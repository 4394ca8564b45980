// Copyright 2025 The MakerRepo Developers
//
// Licensed under the Apache License, Version 2.0 (the "License");
// you may not use this file except in compliance with the License.
// You may obtain a copy of the License at
//
//     http://www.apache.org/licenses/LICENSE-2.0
//
// Unless required by applicable law or agreed to in writing, software
// distributed under the License is distributed on an "AS IS" BASIS,
// WITHOUT WARRANTIES OR CONDITIONS OF ANY KIND, either express or implied.
// See the License for the specific language governing permissions and
// limitations under the License.

//! Signing people in and out of a space with their RFID cards.
//!
//! A [`RfidTapHandler`] is bound to one space. Each tap posts the card
//! number to the server, which toggles the card owner's presence in the
//! space and reports which way it went. The outcome of the latest tap is
//! published as a [`TapStatus`] for the UI to show.

use std::sync::Arc;

use eyeball::{SharedObservable, Subscriber};
use futures_util::{future, stream::BoxStream, StreamExt};
use serde::{Deserialize, Serialize};
use serde_json::Value as JsonValue;
use tokio::sync::Mutex;
use tracing::{debug, info, instrument, warn};

use crate::Client;

mod reader;

pub use reader::{normalize_card_number, NfcReader};

/// The `success` value the server answers with when it signed the card
/// owner out.
pub const SIGN_OUT_SENTINEL: &str = "RFID sign out";

/// The message shown when a tap couldn't be processed.
pub const TAP_ERROR_MESSAGE: &str =
    "An error has occurred... Please make sure the card is registered";

/// Errors of the card reader.
#[derive(Debug, thiserror::Error)]
pub enum RfidError {
    /// The device has no card reader.
    #[error("NFC is not supported on this device")]
    Unsupported,

    /// The reader failed to start listening for taps.
    #[error("couldn't start scanning: {0}")]
    ScanFailed(String),
}

/// What the server did with a tap.
#[derive(Clone, Copy, Debug, PartialEq, Eq, Serialize, Deserialize)]
#[serde(rename_all = "snake_case")]
pub enum TapAction {
    /// The card owner is now in the space.
    SignedIn,
    /// The card owner left the space.
    SignedOut,
    /// The tap wasn't processed, the card is most likely not registered.
    Error,
}

/// How a [`TapStatus`] should be presented.
#[derive(Clone, Copy, Debug, PartialEq, Eq)]
pub enum Severity {
    /// Positive feedback.
    Success,
    /// Neutral feedback that stands out.
    Warning,
    /// Something went wrong.
    Error,
}

/// The outcome of the latest processed tap.
#[derive(Clone, Debug, PartialEq, Eq)]
pub struct TapStatus {
    /// What the server did.
    pub action: TapAction,
    /// The normalized number of the tapped card.
    pub card_number: String,
}

impl TapStatus {
    /// How the status should be presented.
    pub fn severity(&self) -> Severity {
        match self.action {
            TapAction::SignedIn => Severity::Success,
            TapAction::SignedOut => Severity::Warning,
            TapAction::Error => Severity::Error,
        }
    }

    /// The message to show.
    pub fn message(&self) -> &'static str {
        match self.action {
            TapAction::SignedIn => "Signed In!",
            TapAction::SignedOut => "Signed Out!",
            TapAction::Error => TAP_ERROR_MESSAGE,
        }
    }
}

/// The result of [`RfidTapHandler::handle_tap()`].
#[derive(Clone, Debug, PartialEq, Eq)]
pub enum TapOutcome {
    /// The tap was sent to the server.
    Processed(TapStatus),
    /// Another tap was still being processed; this one was dropped.
    Busy,
    /// The serial didn't contain a card number.
    InvalidCard,
}

#[derive(Serialize)]
struct TapRequest<'a> {
    rfid: &'a str,
    space_id: u64,
}

/// The answer of the server to a tap.
///
/// Newer servers say what happened in `action`. Older ones only send
/// `success`, which is truthy if the tap was processed and equal to
/// [`SIGN_OUT_SENTINEL`] if it signed the owner out.
#[derive(Debug, Default, Deserialize)]
pub struct TapResponse {
    /// The explicit outcome.
    #[serde(default)]
    pub action: Option<TapAction>,
    /// The legacy outcome.
    #[serde(default)]
    pub success: JsonValue,
}

impl TapResponse {
    /// What the server did with the tap.
    pub fn action(&self) -> TapAction {
        if let Some(action) = self.action {
            return action;
        }

        match &self.success {
            JsonValue::String(s) if s == SIGN_OUT_SENTINEL => TapAction::SignedOut,
            value if is_truthy(value) => TapAction::SignedIn,
            _ => TapAction::Error,
        }
    }
}

fn is_truthy(value: &JsonValue) -> bool {
    match value {
        JsonValue::Null => false,
        JsonValue::Bool(b) => *b,
        JsonValue::Number(n) => n.as_f64().is_some_and(|n| n != 0.0),
        JsonValue::String(s) => !s.is_empty(),
        JsonValue::Array(_) | JsonValue::Object(_) => true,
    }
}

/// Signs card owners in and out of one space.
///
/// Only one tap is processed at a time: taps arriving while a request is in
/// flight are dropped with [`TapOutcome::Busy`], so a card lingering on the
/// reader doesn't toggle its owner twice. Clones share the in-flight guard
/// and the status.
#[derive(Clone, Debug)]
pub struct RfidTapHandler {
    client: Client,
    space_id: u64,
    in_flight: Arc<Mutex<()>>,
    status: SharedObservable<Option<TapStatus>>,
}

impl RfidTapHandler {
    pub(crate) fn new(client: Client, space_id: u64) -> Self {
        Self {
            client,
            space_id,
            in_flight: Default::default(),
            status: SharedObservable::new(None),
        }
    }

    /// The space taps sign people in and out of.
    pub fn space_id(&self) -> u64 {
        self.space_id
    }

    /// The outcome of the latest processed tap.
    pub fn status(&self) -> Option<TapStatus> {
        self.status.get()
    }

    /// Subscribe to the outcomes of the processed taps.
    pub fn subscribe(&self) -> Subscriber<Option<TapStatus>> {
        self.status.subscribe()
    }

    /// Process a single tap of the card with the given serial.
    ///
    /// Any failure of the request, or an answer the server didn't accept,
    /// is reported as [`TapAction::Error`].
    #[instrument(skip(self), fields(space_id = self.space_id))]
    pub async fn handle_tap(&self, serial: &str) -> TapOutcome {
        let Some(card_number) = normalize_card_number(serial) else {
            warn!("Ignoring a tap without a card number");
            return TapOutcome::InvalidCard;
        };

        let Ok(_guard) = self.in_flight.try_lock() else {
            debug!(%card_number, "A tap is already being processed, ignoring this one");
            return TapOutcome::Busy;
        };

        let request = TapRequest { rfid: &card_number, space_id: self.space_id };
        let action = match self.client.post::<_, TapResponse>("rfid/card_number", &request).await
        {
            Ok(response) => response.action(),
            Err(error) => {
                warn!(?error, %card_number, "Couldn't process the tap");
                TapAction::Error
            }
        };

        info!(%card_number, ?action, "Processed a tap");

        let status = TapStatus { action, card_number };
        self.status.set(Some(status.clone()));

        TapOutcome::Processed(status)
    }

    /// Process the taps of `reader` as they come in, yielding each raw
    /// serial with its outcome, dropped taps included.
    ///
    /// A tap arriving while another one is in flight is dropped rather than
    /// queued, so outcomes may arrive out of order.
    pub fn process_taps(
        &self,
        reader: &dyn NfcReader,
    ) -> Result<BoxStream<'_, (String, TapOutcome)>, RfidError> {
        if !reader.is_supported() {
            return Err(RfidError::Unsupported);
        }

        let taps = reader.scan()?;
        info!(space_id = self.space_id, "Waiting for card taps");

        Ok(taps
            .map(move |serial| async move {
                let outcome = self.handle_tap(&serial).await;
                (serial, outcome)
            })
            .buffer_unordered(usize::MAX)
            .boxed())
    }

    /// Process the taps of `reader` until it stops.
    ///
    /// The outcomes are only published through [`status()`][Self::status];
    /// use [`process_taps()`][Self::process_taps] to see every one of them.
    pub async fn start_scanning(&self, reader: &dyn NfcReader) -> Result<(), RfidError> {
        self.process_taps(reader)?.for_each(|_| future::ready(())).await;

        debug!("The card reader stopped");
        Ok(())
    }
}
= = = =
What you will do →
From the material above, set down exactly the lines between the line holding "The MakerRepo Developers" and the line holding "express or implied.", inclusive. Include nothing else.

Task result →
// Copyright 2025 The MakerRepo Developers
//
// Licensed under the Apache License, Version 2.0 (the "License");
// you may not use this file except in compliance with the License.
// You may obtain a copy of the License at
//
//     http://www.apache.org/licenses/LICENSE-2.0
//
// Unless required by applicable law or agreed to in writing, software
// distributed under the License is distributed on an "AS IS" BASIS,
// WITHOUT WARRANTIES OR CONDITIONS OF ANY KIND, either express or implied.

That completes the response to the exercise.